The city conferred historic status on the quirky 14-seat diner in 2000. Owner and chef Brad Ptacek added a bit of breathing room three years later, upping the number of seats to 21 without dampening the Band Box's nostalgic aura. Still, I prefer a seat the fire engine-red laminated counter, watching Ptacek go through his paces at the grill.

Ptacek bought the place in 1998, when both the Band Box and the surrounding neighborhood were going through a severe case of Down-on-their-luck-itis. Two-eggs-over-easy was quite a switch-up for the history-loving Ptacek, who spent much of the 1990s cooking in far tonier surroundings at Caffe Solo, the Warehouse District hot spot that was located in the space now occupied by Saffron Restaurant & Lounge.

During the past 15 years, Ptacek's approach to short-order cooking has always outpaced his greasy spoon counterparts. His burgers are no exception. There are a half-dozen novelty varieties on the menu, but the one that caught my attention was the Lunch Box.

It's a doozy: a third-pound, no-nonsense Angus beef patty, fried on a flattop and blanketed in a melty slab of cheese (American, pepper Jack, Cheddar or Swiss), then slipped into a toasted Franklin Street Bakery bun.
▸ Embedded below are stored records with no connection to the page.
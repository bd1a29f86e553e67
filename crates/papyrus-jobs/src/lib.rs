//! # papyrus-jobs
//!
//! Task lifecycle for the papyrus reading assistant.
//!
//! This crate provides:
//! - Document text extraction with section and metadata detection
//! - Task handlers for extraction, summaries and mind maps
//! - A Redis-backed job queue with an in-memory stand-in
//! - Submission with synchronous fallback when the queue is unavailable
//! - A concurrent queue worker with per-task timeouts
//! - Reconciliation of stored task state against the queue
//!
//! ## Example
//!
//! ```ignore
//! use papyrus_jobs::{build_queue, JobWorker, RedisConfig, TaskExecutor, WorkerConfig};
//!
//! let config = RedisConfig::from_env();
//! let queue = build_queue(&config).await;
//! let executor = Arc::new(TaskExecutor::with_default_handlers(repos, provider, registry));
//!
//! if let Some(queue) = queue.clone() {
//!     let handle = JobWorker::new(queue, executor.clone(), WorkerConfig::from_env()).start();
//!     let mut events = handle.events();
//!     while let Ok(event) = events.recv().await {
//!         println!("Event: {:?}", event);
//!     }
//!     handle.shutdown().await?;
//! }
//! ```

pub mod adapters;
pub mod executor;
pub mod extraction;
pub mod handler;
pub mod handlers;
pub mod metadata;
pub mod queue;
pub mod reconcile;
pub mod sections;
pub mod submission;
pub mod worker;

// Re-export core types
pub use papyrus_core::*;

pub use adapters::{OfficeConvertAdapter, PdfTextAdapter, TextNativeAdapter};
pub use executor::{error_message, TaskExecutor, TASK_CANCELLED_MESSAGE};
pub use extraction::ExtractionRegistry;
pub use handler::{JobContext, TaskHandler};
pub use handlers::{
    ExtractHandler, MindmapHandler, SummarizeHandler, EXTRACTION_REQUIRED_MESSAGE,
};
pub use queue::{build_queue, JobQueue, MemoryJobQueue, RedisConfig, RedisJobQueue};
pub use reconcile::{ContentCheck, StatusReconciler, DEFAULT_JOB_FAILURE};
pub use submission::{SubmitError, SubmittedTask, TaskSubmitter};
pub use worker::{JobWorker, WorkerConfig, WorkerEvent, WorkerHandle};
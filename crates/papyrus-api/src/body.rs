//! JSON request bodies with rejections rendered as `INVALID_INPUT`.

use axum::{
    async_trait,
    body::Bytes,
    extract::{rejection::JsonRejection, FromRequest, Request},
    Json,
};
use serde::de::DeserializeOwned;

use crate::error::ApiError;

fn invalid_body(rejection: JsonRejection) -> ApiError {
    ApiError::BadRequest(rejection.body_text())
}

/// Required JSON body.
#[derive(Debug, Clone)]
pub struct ApiJson<T>(pub T);

#[async_trait]
impl<S, T> FromRequest<S> for ApiJson<T>
where
    T: DeserializeOwned,
    S: Send + Sync,
{
    type Rejection = ApiError;

    async fn from_request(req: Request, state: &S) -> Result<Self, Self::Rejection> {
        let Json(value) = Json::<T>::from_request(req, state)
            .await
            .map_err(invalid_body)?;
        Ok(Self(value))
    }
}

/// Optional JSON body: an empty body yields `None`, a malformed one is rejected.
#[derive(Debug, Clone)]
pub struct OptionalJson<T>(pub Option<T>);

impl<T: Default> OptionalJson<T> {
    pub fn unwrap_or_default(self) -> T {
        self.0.unwrap_or_default()
    }
}

#[async_trait]
impl<S, T> FromRequest<S> for OptionalJson<T>
where
    T: DeserializeOwned,
    S: Send + Sync,
{
    type Rejection = ApiError;

    async fn from_request(req: Request, state: &S) -> Result<Self, Self::Rejection> {
        let bytes = Bytes::from_request(req, state)
            .await
            .map_err(|e| ApiError::BadRequest(e.body_text()))?;
        if bytes.iter().all(u8::is_ascii_whitespace) {
            return Ok(Self(None));
        }
        let Json(value) = Json::<T>::from_bytes(&bytes).map_err(invalid_body)?;
        Ok(Self(Some(value)))
    }
}
//! MindmapHandler - topic tree of a previously extracted document.

use async_trait::async_trait;
use serde_json::Value as JsonValue;

use papyrus_core::defaults::{PROGRESS_GENERATED, PROGRESS_TEXT_READY};
use papyrus_core::{MindmapOptions, Repositories, Result, TaskType};
use papyrus_inference::DocumentAnalyzer;

use super::load_extracted_text;
use crate::handler::{JobContext, TaskHandler};

pub struct MindmapHandler {
    repos: Repositories,
}

impl MindmapHandler {
    pub fn new(repos: Repositories) -> Self {
        Self { repos }
    }
}

#[async_trait]
impl TaskHandler for MindmapHandler {
    fn task_type(&self) -> TaskType {
        TaskType::Mindmap
    }

    async fn execute(&self, ctx: JobContext) -> Result<JsonValue> {
        let options: MindmapOptions = ctx.options_as();
        let text = load_extracted_text(&self.repos, ctx.file_id()?, ctx.user_id()).await?;
        ctx.report_progress(PROGRESS_TEXT_READY, Some("Extraction loaded"));

        let mindmap = DocumentAnalyzer::new(ctx.backend()?)
            .mindmap(&text, &options)
            .await?;
        ctx.report_progress(PROGRESS_GENERATED, Some("Mindmap generated"));

        Ok(serde_json::to_value(mindmap)?)
    }
}

#[cfg(test)]
mod tests {
    use std::sync::Arc;

    use super::*;
    use crate::handler::test_support::sample_task;
    use papyrus_core::ContentType;
    use papyrus_db::MemoryDatabase;
    use papyrus_inference::mock::MockGenerationBackend;
    use serde_json::json;

    async fn extracted(db: &MemoryDatabase, options: Option<JsonValue>) -> JobContext {
        let task = sample_task(TaskType::Mindmap, options);
        db.repositories()
            .contents
            .upsert(
                task.file_id.unwrap(),
                ContentType::FileExtraction,
                json!({"extracted_text": "Transformers replace recurrence with attention."}),
            )
            .await
            .unwrap();
        JobContext::new(task)
    }

    #[tokio::test]
    async fn test_mindmap_truncates_to_requested_depth() {
        let db = MemoryDatabase::new();
        let ctx = extracted(&db, Some(json!({"max_depth": 1}))).await;
        let backend = MockGenerationBackend::new().with_fixed_response(
            r#"{"mindmap": {"name": "Transformer", "children": [
                {"name": "Attention", "children": [{"name": "Multi-head"}]},
                {"name": "Training"}
            ]}, "keywords": ["attention"]}"#,
        );

        let result = MindmapHandler::new(db.repositories())
            .execute(ctx.with_backend(Arc::new(backend)))
            .await
            .unwrap();

        assert_eq!(result["mindmap"]["name"], "Transformer");
        assert_eq!(result["mindmap"]["children"][0]["children"], json!([]));
        assert_eq!(result["structure"]["total_branches"], 2);
        assert_eq!(result["structure"]["max_depth"], 1);
        assert_eq!(result["structure"]["main_topics"], json!(["Attention", "Training"]));
        assert_eq!(result["keywords"], json!(["attention"]));
    }

    #[tokio::test]
    async fn test_mindmap_unparseable_reply_falls_back() {
        let db = MemoryDatabase::new();
        let ctx = extracted(&db, None).await;
        let backend = MockGenerationBackend::new().with_fixed_response("no idea");

        let result = MindmapHandler::new(db.repositories())
            .execute(ctx.with_backend(Arc::new(backend)))
            .await
            .unwrap();

        assert_eq!(result["mindmap"], json!({"name": "Document", "children": []}));
        assert_eq!(result["structure"]["total_branches"], 0);
    }
}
It's resting on a bed of super-creamy coleslaw, and it's topped with a small mountain of delicate, hot-from-the-fryer shoestring fries.

The word monster applies, as this is one of those burgers that probably cannot be picked up with two hands. Well, in polite company, anyway. I'm no Emily Post, and yet one look at it and I instinctively reached for a knife and fork.

What a brilliant idea, putting the fries right on top of the burger. Plenty of raw white onions inserts a sharp bite, and that coleslaw – prepared with a Thousand Isles-esque dressing – adds a welcome level of both cabbage-ey crunch and tang. In short, when it comes to the Band Box, go for the history, and stay for the burgers.

Price: $8.50.

Fries: Included, and how (see above).

Address book: 729 S. 10th St., Mpls., 612-332-0850. Open 9 a.m. to 9 p.m. Monday through Saturday, 9 a.m. to 3 p.m. Sunday.